This course is also available at the graduate level by registering for WA5380.

Registration for a workshop version (no credit) is available in partnership with the International Council of Ethnodoxologists (ICE) – see here.

WA3381-IN Arts for a Better Future (Intensive) (Summer) (3 Undergraduate credits)

In this undergrad course, students will learn to help a community recognize, value, and plan to use its own arts to meet local needs and goals. The course provides a compact overview of the Create Local Arts Together (CLAT) model of community engagement. The CLAT process consists of seven flexible steps grounded in ethnographic and appreciative inquiry approaches: meet a community and its arts; specify goals; select communication genre and content; analyze the genre; spark creativity; improve new works and creative systems; integrate and celebrate for continuity. Students will engage with the model through three pedagogical cycles. This course is also available at the graduate level by registering for WA5381.

See a short video here.

You may also view the Arts for a Better Future FAQ or register for the one-week workshop version (no credit).

WA5380-IN Theory and Practice of Ethnodoxology (Intensive) (Spring) (3 Graduate credits)
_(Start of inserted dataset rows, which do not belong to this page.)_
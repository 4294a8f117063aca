//! Ear-clipping triangulation of mesh faces.
//!
//! Both variants sweep around a face boundary starting from its leftmost
//! vertex. At every step the sweep either cuts off an ear with
//! [`HalfEdgeMesh::split_face`] and backs up one edge to re-examine the new
//! diagonal, or advances. A cut shortens the face by one edge and an advance
//! is bounded by the face length, so a full circuit without a cut means the
//! sweep is done (or, for a face that still needs cutting, stuck).
//!
//! - [`triangulate_interior`] reduces the bounded face of a freshly built loop
//!   to triangles.
//! - [`triangulate_exterior`] fills the pockets between the loop and its
//!   convex hull, leaving the outer face bounded by the hull.

use tracing::debug;

use crate::error::{MeshError, Result};
use crate::geometry;
use crate::mesh::{FaceId, HalfEdgeId, HalfEdgeMesh, MeshIndex};

/// Summary of a triangulation sweep.
#[derive(Debug, Clone, Copy, Default, PartialEq, Eq)]
pub struct TriangulateReport {
    /// Number of ears cut off (one new face each).
    pub ears: usize,
}

/// Triangulate the bounded face of a two-face mesh.
///
/// Looks for the first bounded face that is not yet a triangle; on a mesh
/// straight out of [`build_from_loop`](crate::mesh::build_from_loop) that is
/// the polygon interior. A simple loop of n points yields n - 2 triangles.
///
/// # Errors
/// [`MeshError::NoEar`] if the sweep circles the face without finding an
/// ear, which only happens for self-intersecting or degenerate loops. A
/// loop of three collinear points is already a face of three sides but has
/// no area, so it is reported the same way.
pub fn triangulate_interior<I: MeshIndex>(mesh: &mut HalfEdgeMesh<I>) -> Result<TriangulateReport> {
    let face = mesh.bounded_face_ids().find(|&f| mesh.face_degree(f) > 3);
    let Some(face) = face else {
        if let Some(flat) = mesh.bounded_face_ids().find(|&f| mesh.face_signed_area(f) <= 0.0) {
            return Err(MeshError::NoEar { face: flat.index() });
        }
        return Ok(TriangulateReport::default());
    };

    let ears = clip_ears(mesh, face, 3)?;
    debug!(face = face.index(), ears, "triangulated interior");
    Ok(TriangulateReport { ears })
}

/// Triangulate the region between the loop and its convex hull.
///
/// The outer face boundary runs clockwise, so a counter-clockwise turn along
/// it marks a pocket. Cutting those ears until none remain leaves the outer
/// face bounded by the convex hull, and every new face is a triangle.
///
/// # Errors
/// [`MeshError::NoEar`] is never returned for the outer face: once no pocket
/// ear remains, the outer face is convex.
pub fn triangulate_exterior<I: MeshIndex>(mesh: &mut HalfEdgeMesh<I>) -> Result<TriangulateReport> {
    let face = mesh.outer_face();
    let ears = clip_ears(mesh, face, 0)?;
    debug!(face = face.index(), ears, "triangulated exterior");
    Ok(TriangulateReport { ears })
}

/// Sweep `face`, cutting ears until it has `target` sides.
///
/// Every face lies to the left of its half-edges, so an ear is always a
/// strict left turn: a convex corner of a bounded face, or a pocket corner
/// of the clockwise outer face. The sweep also stops after a full circuit
/// without a cut, which is an error only when a target was set.
fn clip_ears<I: MeshIndex>(mesh: &mut HalfEdgeMesh<I>, face: FaceId<I>, target: usize) -> Result<usize> {
    let mut it = leftmost_halfedge(mesh, face);
    let mut sides = mesh.face_degree(face);
    let mut ears = 0;
    let mut idle = 0;

    while sides > target {
        if idle >= sides {
            if target > 0 {
                return Err(MeshError::NoEar { face: face.index() });
            }
            break;
        }

        if is_ear(mesh, it) {
            let e2 = mesh.next(mesh.next(it));
            if mesh.split_face(it, e2).is_ok() {
                ears += 1;
                sides -= 1;
                idle = 0;
                // prev(it) is now the twin of the new diagonal; resume on the diagonal.
                it = mesh.twin(mesh.prev(it));
                continue;
            }
        }

        it = mesh.next(it);
        idle += 1;
    }

    Ok(ears)
}

/// The boundary half-edge of `face` whose origin has the smallest x (then y).
fn leftmost_halfedge<I: MeshIndex>(mesh: &HalfEdgeMesh<I>, face: FaceId<I>) -> HalfEdgeId<I> {
    let start = mesh.face(face).halfedge;
    mesh.face_halfedges(face)
        .min_by(|&a, &b| geometry::lexicographic(mesh.position(mesh.origin(a)), mesh.position(mesh.origin(b))))
        .unwrap_or(start)
}

/// Whether the corner at `next(he)` is an ear of its face.
///
/// The triple `origin(he), origin(next(he)), origin(next(next(he)))` must turn
/// strictly left, and no other vertex of the face may lie inside or on the
/// triangle it spans.
fn is_ear<I: MeshIndex>(mesh: &HalfEdgeMesh<I>, he: HalfEdgeId<I>) -> bool {
    let he1 = mesh.next(he);
    let he2 = mesh.next(he1);
    let (va, vb, vc) = (mesh.origin(he), mesh.origin(he1), mesh.origin(he2));
    let (a, b, c) = (mesh.position(va), mesh.position(vb), mesh.position(vc));

    if !geometry::orientation(a, b, c).is_ccw() {
        return false;
    }

    let face = mesh.face_of(he);
    !mesh
        .face_vertices(face)
        .filter(|&v| v != va && v != vb && v != vc)
        .any(|v| geometry::point_in_triangle(mesh.position(v), a, b, c))
}

#[cfg(test)]
mod tests {
    use super::*;
    use nalgebra::Point2;

    use crate::geometry::Orientation;
    use crate::mesh::build_from_loop;

    fn p(x: f64, y: f64) -> Point2<f64> {
        Point2::new(x, y)
    }

    fn assert_all_ccw_triangles(mesh: &HalfEdgeMesh) {
        for f in mesh.bounded_face_ids() {
            assert_eq!(mesh.face_degree(f), 3, "face {:?} is not a triangle", f);
            assert!(mesh.face_signed_area(f) > 0.0, "face {:?} is inverted", f);
        }
    }

    #[test]
    fn test_square_gives_two_triangles() {
        let mut mesh: HalfEdgeMesh = build_from_loop(&[p(0.0, 0.0), p(1.0, 0.0), p(1.0, 1.0), p(0.0, 1.0)]).unwrap();
        let report = triangulate_interior(&mut mesh).unwrap();

        assert_eq!(report.ears, 1);
        assert_eq!(mesh.num_bounded_faces(), 2);
        assert!(mesh.is_valid());
        assert_all_ccw_triangles(&mesh);
    }

    #[test]
    fn test_polygon_gives_n_minus_two_triangles() {
        let n = 9;
        let points: Vec<Point2<f64>> = (0..n)
            .map(|i| {
                let t = i as f64 / n as f64 * std::f64::consts::TAU;
                p(t.cos(), t.sin())
            })
            .collect();
        let mut mesh: HalfEdgeMesh = build_from_loop(&points).unwrap();
        triangulate_interior(&mut mesh).unwrap();

        assert_eq!(mesh.num_bounded_faces(), n - 2);
        assert_eq!(mesh.num_halfedges(), 2 * n + 2 * (n - 3));
        assert!(mesh.is_valid());
        assert_all_ccw_triangles(&mesh);
    }

    #[test]
    fn test_non_convex_polygon() {
        // A comb with two deep notches: a convexity-only test would cut across them.
        let points = vec![
            p(0.0, 0.0),
            p(5.0, 0.0),
            p(5.0, 3.0),
            p(4.0, 3.0),
            p(4.0, 1.0),
            p(3.0, 1.0),
            p(3.0, 3.0),
            p(2.0, 3.0),
            p(2.0, 1.0),
            p(1.0, 1.0),
            p(1.0, 3.0),
            p(0.0, 3.0),
        ];
        let mut mesh: HalfEdgeMesh = build_from_loop(&points).unwrap();
        triangulate_interior(&mut mesh).unwrap();

        assert_eq!(mesh.num_bounded_faces(), points.len() - 2);
        assert!(mesh.is_valid());
        assert_all_ccw_triangles(&mesh);

        let area: f64 = mesh.bounded_face_ids().map(|f| mesh.face_signed_area(f)).sum();
        assert!((area - 11.0).abs() < 1e-12);
    }

    #[test]
    fn test_exterior_fills_pockets_to_hull() {
        let points = vec![
            p(0.0, 0.0),
            p(5.0, 0.0),
            p(5.0, 3.0),
            p(4.0, 3.0),
            p(4.0, 1.0),
            p(3.0, 1.0),
            p(3.0, 3.0),
            p(2.0, 3.0),
            p(2.0, 1.0),
            p(1.0, 1.0),
            p(1.0, 3.0),
            p(0.0, 3.0),
        ];
        let mut mesh: HalfEdgeMesh = build_from_loop(&points).unwrap();
        triangulate_interior(&mut mesh).unwrap();
        let report = triangulate_exterior(&mut mesh).unwrap();

        assert!(report.ears > 0);
        assert!(mesh.is_valid());
        assert_all_ccw_triangles(&mesh);

        // The outer face is now the hull rectangle (with collinear points on it).
        let outer = mesh.outer_face();
        for h in mesh.face_halfedges(outer) {
            let a = mesh.position(mesh.origin(h));
            let b = mesh.position(mesh.dest(h));
            let c = mesh.position(mesh.dest(mesh.next(h)));
            assert_ne!(geometry::orientation(a, b, c), Orientation::CounterClockwise);
        }

        let area: f64 = mesh.bounded_face_ids().map(|f| mesh.face_signed_area(f)).sum();
        assert!((area - 15.0).abs() < 1e-12);
    }

    #[test]
    fn test_exterior_on_convex_loop_is_noop() {
        let mut mesh: HalfEdgeMesh = build_from_loop(&[p(0.0, 0.0), p(1.0, 0.0), p(1.0, 1.0), p(0.0, 1.0)]).unwrap();
        triangulate_interior(&mut mesh).unwrap();
        let faces = mesh.num_faces();
        let report = triangulate_exterior(&mut mesh).unwrap();
        assert_eq!(report.ears, 0);
        assert_eq!(mesh.num_faces(), faces);
    }

    #[test]
    fn test_triangle_is_already_done() {
        let mut mesh: HalfEdgeMesh = build_from_loop(&[p(0.0, 0.0), p(1.0, 0.0), p(0.0, 1.0)]).unwrap();
        let report = triangulate_interior(&mut mesh).unwrap();
        assert_eq!(report.ears, 0);
        assert_eq!(mesh.num_faces(), 2);
    }

    #[test]
    fn test_flat_triangle_has_no_ear() {
        let mut mesh: HalfEdgeMesh = build_from_loop(&[p(0.0, 0.0), p(0.0, 3.0), p(0.0, 5.0)]).unwrap();
        assert!(matches!(triangulate_interior(&mut mesh), Err(MeshError::NoEar { .. })));
        assert_eq!(mesh.num_faces(), 2);
    }

    #[test]
    fn test_collinear_loop_has_no_ear() {
        let mut mesh: HalfEdgeMesh =
            build_from_loop(&[p(0.0, 0.0), p(1.0, 0.0), p(2.0, 0.0), p(3.0, 0.0)]).unwrap();
        assert!(matches!(triangulate_interior(&mut mesh), Err(MeshError::NoEar { .. })));
        assert!(mesh.is_valid());
    }
}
This course explores the biblical, historical, and cultural principles of ethnodoxology for cross-cultural workers, community leaders, and worship facilitators, helping them to serve worshipping communities more effectively, whether overseas or in multi-ethnic North American contexts. Students are prepared to design the introduction of new artistic expressions into their own worshipping communities, undergirded by the use of relevant research methodologies and multicultural worship approaches.
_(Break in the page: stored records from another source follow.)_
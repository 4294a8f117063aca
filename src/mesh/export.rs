//! Read-only views of a mesh for rendering and export.

use nalgebra::Point2;

use super::halfedge::HalfEdgeMesh;
use super::index::MeshIndex;
use crate::geometry;

impl<I: MeshIndex> HalfEdgeMesh<I> {
    /// Vertex coordinates in index order.
    pub fn positions(&self) -> Vec<Point2<f64>> {
        self.vertices.iter().map(|v| v.position).collect()
    }

    /// Every bounded face as a triple of vertex indices.
    ///
    /// Only meaningful once the mesh is fully triangulated; for a face with
    /// more than three sides only its first three corners are reported.
    pub fn triangles(&self) -> Vec<[usize; 3]> {
        self.bounded_face_ids()
            .map(|f| self.face_triangle(f).map(|v| v.index()))
            .collect()
    }

    /// Triangles whose centroid lies inside `polygon`, with the vertex table.
    ///
    /// After constraining the polygon's edges into the mesh every triangle is
    /// either fully inside or fully outside it, so the centroid decides.
    pub fn interior_triangles(&self, polygon: &[Point2<f64>]) -> (Vec<Point2<f64>>, Vec<[usize; 3]>) {
        let triangles = self
            .bounded_face_ids()
            .filter(|&f| geometry::point_in_polygon(&self.face_centroid(f), polygon))
            .map(|f| self.face_triangle(f).map(|v| v.index()))
            .collect();
        (self.positions(), triangles)
    }

    /// Each undirected edge once, as a pair of endpoint coordinates.
    pub fn edge_segments(&self) -> Vec<[Point2<f64>; 2]> {
        self.edge_ids()
            .map(|he| [*self.position(self.origin(he)), *self.position(self.dest(he))])
            .collect()
    }

    /// Convert to a face-vertex representation.
    ///
    /// Returns (vertices, triangles) tuple.
    pub fn to_face_vertex(&self) -> (Vec<Point2<f64>>, Vec<[usize; 3]>) {
        (self.positions(), self.triangles())
    }
}

#[cfg(test)]
mod tests {
    use super::*;
    use crate::mesh::{build_from_loop, HalfEdgeMesh, VertexId};

    #[test]
    fn test_export_split_square() {
        let square = [
            Point2::new(0.0, 0.0),
            Point2::new(1.0, 0.0),
            Point2::new(1.0, 1.0),
            Point2::new(0.0, 1.0),
        ];
        let mut mesh: HalfEdgeMesh = build_from_loop(&square).unwrap();
        let e0 = mesh.find_halfedge(VertexId::new(0), VertexId::new(1)).unwrap();
        let e2 = mesh.find_halfedge(VertexId::new(2), VertexId::new(3)).unwrap();
        mesh.split_face(e0, e2).unwrap();

        let (positions, triangles) = mesh.to_face_vertex();
        assert_eq!(positions, square.to_vec());
        assert_eq!(triangles.len(), 2);
        for t in &triangles {
            assert!(t.contains(&0) && t.contains(&2));
        }

        assert_eq!(mesh.edge_segments().len(), 5);

        // Only the lower-right triangle's centroid is inside this polygon.
        let lower_right = [Point2::new(0.0, 0.0), Point2::new(1.0, 0.0), Point2::new(1.0, 1.0)];
        let (_, inside) = mesh.interior_triangles(&lower_right);
        assert_eq!(inside.len(), 1);
        assert!(inside[0].contains(&1));
    }
}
This course is also available at the undergraduate level by registering for WA3380.

Registration for a workshop version (no credit) is available in partnership with the International Council of Ethnodoxologists (ICE) – see here.

WA5381-IN Arts for a Better Future (Intensive) (Summer) (3 Graduate credits)

In this grad-level course, students will learn to help a community recognize, value, and plan to use its own arts to meet local needs and goals. The course provides a compact overview of the Create Local Arts Together (CLAT) model of community engagement. The CLAT process consists of seven flexible steps grounded in ethnographic and appreciative inquiry approaches: meet a community and its arts; specify goals; select communication genre and content; analyze the genre; spark creativity; improve new works and creative systems; integrate and celebrate for continuity. Students will engage with the model through three pedagogical cycles, culminating in applying it to a real-life context. This course is also available at the undergraduate level by registering for WA3381.

See a short video here.

You may also view the Arts for a Better Future FAQ or register for the one-week workshop version (no credit).

WA5383-IN Arts and Trauma Healing (Intensive) (Spring) (3 Graduate credits)

This course teaches a holistic, interactive approach to engaging Scripture in the healing process for people who suffer from the mental, emotional, and spiritual effects of trauma. It combines biblical truths with basic mental health principles expressed in ways that can be easily translated into other languages. Students learn to address both cognitive beliefs and emotions damaged by trauma, both in their own lives and in the lives of others. They learn to use participatory learning methods to train local church leaders in ways that help them to become effective care-givers. In particular, this course will emphasize the importance of performing and visual arts in trauma healing. Students will understand and be able to articulate and demonstrate the role, the value, and the effectiveness of using the arts in trauma healing from a historical and contemporary perspective. Students will be able to promote emotional and spiritual healing in traumatized communities through the use of local visual and performing arts existing in those communities.

Crafted as a “blended” course, with readings and assignments completed online during Sessions 1-2, the course also requires a two-week period of on-campus participatory afternoon classes.

An alternative residential venue for this GIAL course is now available at All Nations in the UK. Both the Dallas and UK venues start in Spring Session 1 with an online portion featuring preparatory reading and writing before the residential portion. Registration for both venues of the course is through GIAL. For details, see the Arts and Trauma Healing FAQ.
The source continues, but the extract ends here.